WHAT YOU NEED TO DO ::
Below are the records; copy out every line that holds the word "names".

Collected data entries
_____

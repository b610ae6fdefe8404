use std::collections::BTreeMap;
use std::fmt;

use rove_net::{Network, NetworkError};
use rove_smt::{Term, fresh_name};

/// The four proof obligations of the modular induction scheme.
#[derive(Clone, Copy, Debug, PartialEq, Eq)]
pub enum CheckKind {
    /// The initial route satisfies the node's annotation at time zero.
    Base,
    /// If every predecessor's annotation holds at time t, the selected
    /// candidate satisfies the node's annotation at t + 1.
    Inductive,
    /// A route satisfying the annotation at the convergence time
    /// satisfies the safety property.
    Safety,
    /// The whole-network cross-check: every node's stable candidate
    /// satisfies every safety property, in one unrolled query.
    Monolithic,
}

impl fmt::Display for CheckKind {
    fn fmt(&self, f: &mut fmt::Formatter<'_>) -> fmt::Result {
        f.write_str(match self {
            CheckKind::Base => "base",
            CheckKind::Inductive => "inductive",
            CheckKind::Safety => "safety",
            CheckKind::Monolithic => "monolithic",
        })
    }
}

/// One refutation query, with the metadata needed to decode a model back
/// into a readable counterexample.
#[derive(Clone, Debug)]
pub struct Obligation {
    pub kind: CheckKind,
    /// The node under check; `None` for the monolithic query.
    pub node: Option<String>,
    /// Assumptions conjoined with the negated property. UNSAT = proved.
    pub formula: Term,
    /// Label (node or neighbor name) to route-variable name.
    pub route_vars: BTreeMap<String, String>,
    pub time_var: Option<String>,
    pub symbolics: Vec<String>,
}

impl Obligation {
    fn new(kind: CheckKind, node: Option<&str>, network: &Network, formula: Term) -> Obligation {
        Obligation {
            kind,
            node: node.map(str::to_string),
            formula,
            route_vars: BTreeMap::new(),
            time_var: None,
            symbolics: network
                .symbolics()
                .iter()
                .map(|s| s.name.clone())
                .collect(),
        }
    }
}

/// Build every obligation for a network: Base, Inductive and Safety per
/// node, plus one Monolithic query for the whole network.
pub fn build_obligations(network: &Network) -> Result<Vec<Obligation>, NetworkError> {
    let assumptions = network.assumptions()?;
    let route_sort = network.route().sort().clone();
    let mut obligations = Vec::new();

    for v in network.topology().nodes() {
        // Base: the initial route at time zero.
        let base = Term::conj(vec![
            assumptions.clone(),
            Term::not(network.annotation(v, network.initial(v)?, &Term::Int(0))?),
        ]);
        obligations.push(Obligation::new(CheckKind::Base, Some(v), network, base));

        // Inductive: fresh routes for every predecessor at a fresh time.
        let time = Term::var(fresh_name("time"), rove_smt::Sort::Int);
        let mut neighbor_routes = BTreeMap::new();
        let mut labels = BTreeMap::new();
        for u in network.topology().predecessors(v) {
            let name = fresh_name(&format!("route-{u}"));
            labels.insert(u.clone(), name.clone());
            neighbor_routes.insert(u.clone(), Term::var(name, route_sort.clone()));
        }
        let mut clauses = vec![assumptions.clone(), Term::le(Term::Int(0), time.clone())];
        for u in network.topology().predecessors(v) {
            clauses.push(network.annotation(u, &neighbor_routes[u], &time)?);
        }
        let candidate = network.candidate(v, &neighbor_routes)?;
        clauses.push(Term::not(network.annotation(
            v,
            &candidate,
            &Term::add(time.clone(), Term::Int(1)),
        )?));
        let mut inductive =
            Obligation::new(CheckKind::Inductive, Some(v), network, Term::conj(clauses));
        inductive.route_vars = labels;
        inductive.time_var = time_name(&time);
        obligations.push(inductive);

        // Safety: any route the annotation admits at convergence time.
        let name = fresh_name(&format!("route-{v}"));
        let route = Term::var(name.clone(), route_sort.clone());
        let safety = Term::conj(vec![
            assumptions.clone(),
            network.annotation(v, &route, &Term::Int(network.converge_time()))?,
            Term::not(network.property(v, &route)?),
        ]);
        let mut ob = Obligation::new(CheckKind::Safety, Some(v), network, safety);
        ob.route_vars.insert(v.to_string(), name);
        obligations.push(ob);
    }

    // Monolithic: one stable route per node, constrained to equal its
    // candidate, refuting the conjunction of all safety properties.
    let mut stable = BTreeMap::new();
    let mut labels = BTreeMap::new();
    for v in network.topology().nodes() {
        let name = fresh_name(&format!("route-{v}"));
        labels.insert(v.to_string(), name.clone());
        stable.insert(v.to_string(), Term::var(name, route_sort.clone()));
    }
    let mut clauses = vec![assumptions];
    let mut safeties = Vec::new();
    for v in network.topology().nodes() {
        let candidate = network.candidate(v, &stable)?;
        clauses.push(Term::eq(stable[v].clone(), candidate));
        safeties.push(network.property(v, &stable[v])?);
    }
    clauses.push(Term::not(Term::conj(safeties)));
    let mut monolithic =
        Obligation::new(CheckKind::Monolithic, None, network, Term::conj(clauses));
    monolithic.route_vars = labels;
    obligations.push(monolithic);

    Ok(obligations)
}

fn time_name(time: &Term) -> Option<String> {
    match time {
        Term::Var(name, _) => Some(name.clone()),
        _ => None,
    }
}

#[cfg(test)]
mod tests {
    use super::*;
    use rove_net::{NetworkSpec, RouteType};

    fn two_node_network() -> Network {
        let spec: NetworkSpec = serde_json::from_value(serde_json::json!({
            "converge_time": 3,
            "predicates": {
                "reached": {"Arg": "r", "Expr": {"$type": "Var(_)", "Name": "r"}}
            },
            "nodes": {
                "a": {
                    "initial": {"$type": "Bool", "Value": true},
                    "invariant": {"$type": "Globally", "Predicate": "reached"},
                    "assert": "reached"
                },
                "b": {
                    "policies": {"a": {}},
                    "invariant": {"$type": "Finally", "Time": 1, "Then": "reached"},
                    "assert": "reached"
                }
            }
        }))
        .unwrap();
        spec.into_network(RouteType::boolean()).unwrap()
    }

    #[test]
    fn every_node_gets_three_modular_checks_plus_one_monolithic() {
        let obligations = build_obligations(&two_node_network()).unwrap();
        assert_eq!(obligations.len(), 2 * 3 + 1);
        let count = |k: CheckKind| obligations.iter().filter(|o| o.kind == k).count();
        assert_eq!(count(CheckKind::Base), 2);
        assert_eq!(count(CheckKind::Inductive), 2);
        assert_eq!(count(CheckKind::Safety), 2);
        assert_eq!(count(CheckKind::Monolithic), 1);
    }

    #[test]
    fn inductive_obligations_track_neighbor_routes_and_time() {
        let obligations = build_obligations(&two_node_network()).unwrap();
        let inductive_b = obligations
            .iter()
            .find(|o| o.kind == CheckKind::Inductive && o.node.as_deref() == Some("b"))
            .unwrap();
        assert!(inductive_b.route_vars.contains_key("a"));
        let time = inductive_b.time_var.as_ref().unwrap();
        let free = inductive_b.formula.free_vars();
        assert!(free.contains_key(time));
        assert!(free.contains_key(&inductive_b.route_vars["a"]));
    }

    #[test]
    fn base_obligation_of_a_true_initial_route_is_closed() {
        let obligations = build_obligations(&two_node_network()).unwrap();
        let base_a = obligations
            .iter()
            .find(|o| o.kind == CheckKind::Base && o.node.as_deref() == Some("a"))
            .unwrap();
        // No symbolics, concrete initial: the formula folds to a constant
        // false (the check is unrefutable).
        assert_eq!(base_a.formula, Term::Bool(false));
    }

    #[test]
    fn monolithic_covers_every_node() {
        let obligations = build_obligations(&two_node_network()).unwrap();
        let mono = obligations
            .iter()
            .find(|o| o.kind == CheckKind::Monolithic)
            .unwrap();
        assert!(mono.node.is_none());
        assert_eq!(mono.route_vars.len(), 2);
    }
}
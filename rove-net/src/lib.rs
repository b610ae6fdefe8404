#![forbid(unsafe_code)]

//! Network models for routing verification: topologies, the route record
//! type, symbolic parameters, and the compiled [`Network`] that binds
//! per-node initial routes, per-edge transfer functions, merge, temporal
//! annotations and safety properties into one immutable model.

mod network;
mod route;
mod spec;
mod symbolic;
mod topology;

pub use network::{
    AnnotationFn, MergeFn, Network, NetworkError, PropertyFn, RouteFn,
};
pub use route::RouteType;
pub use spec::{BuildError, EdgePolicy, NetworkSpec, NodeSpec, RouteKind, SymbolicSpec};
pub use symbolic::SymbolicParam;
pub use topology::Topology;
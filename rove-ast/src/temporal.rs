use std::collections::BTreeMap;

use rove_smt::Term;

use crate::env::Env;
use crate::error::AstError;
use crate::func::AstPredicate;

/// A temporal operator over named predicates, as it appears in a network
/// file. Predicate names are resolved against the file's declarations to
/// produce an [`Annotation`].
#[derive(Clone, Debug, PartialEq)]
pub enum Temporal {
    /// Holds from `time` onwards: `τ < time ∨ then(route)`.
    Finally { time: i64, then: String },
    /// Holds at every time: `predicate(route)`.
    Globally { predicate: String },
    /// `before` holds strictly before `time`, `after` from `time` onwards.
    Until {
        time: i64,
        before: String,
        after: String,
    },
}

impl Temporal {
    pub fn resolve(
        &self,
        predicates: &BTreeMap<String, AstPredicate>,
    ) -> Result<Annotation, AstError> {
        let lookup = |name: &str| {
            predicates
                .get(name)
                .cloned()
                .ok_or_else(|| AstError::UnknownPredicate {
                    name: name.to_string(),
                })
        };
        Ok(match self {
            Temporal::Finally { time, then } => Annotation::Finally {
                time: *time,
                then: lookup(then)?,
            },
            Temporal::Globally { predicate } => Annotation::Globally {
                predicate: lookup(predicate)?,
            },
            Temporal::Until {
                time,
                before,
                after,
            } => Annotation::Until {
                time: *time,
                before: lookup(before)?,
                after: lookup(after)?,
            },
        })
    }
}

/// A [`Temporal`] with its predicate names resolved, ready to be
/// instantiated at a symbolic route and time.
#[derive(Clone, Debug, PartialEq)]
pub enum Annotation {
    Finally { time: i64, then: AstPredicate },
    Globally { predicate: AstPredicate },
    Until {
        time: i64,
        before: AstPredicate,
        after: AstPredicate,
    },
}

impl Annotation {
    /// The annotation that holds of every route at every time.
    pub fn trivially_true() -> Annotation {
        Annotation::Globally {
            predicate: AstPredicate::new("r", crate::expr::Expr::bool(true)),
        }
    }

    /// Instantiate at a route and time term, with `globals` in scope for
    /// the predicate bodies.
    pub fn at(&self, globals: &Env, route: &Term, time: &Term) -> Result<Term, AstError> {
        match self {
            Annotation::Finally { time: t, then } => Ok(Term::or(
                Term::lt(time.clone(), Term::Int(*t)),
                then.apply_in(globals, route.clone())?,
            )),
            Annotation::Globally { predicate } => predicate.apply_in(globals, route.clone()),
            Annotation::Until {
                time: t,
                before,
                after,
            } => Ok(Term::ite(
                Term::lt(time.clone(), Term::Int(*t)),
                before.apply_in(globals, route.clone())?,
                after.apply_in(globals, route.clone())?,
            )),
        }
    }
}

_____

TASK SOLUTION ::
/// file. Predicate names are resolved against the file's declarations to
/// A [`Temporal`] with its predicate names resolved, ready to be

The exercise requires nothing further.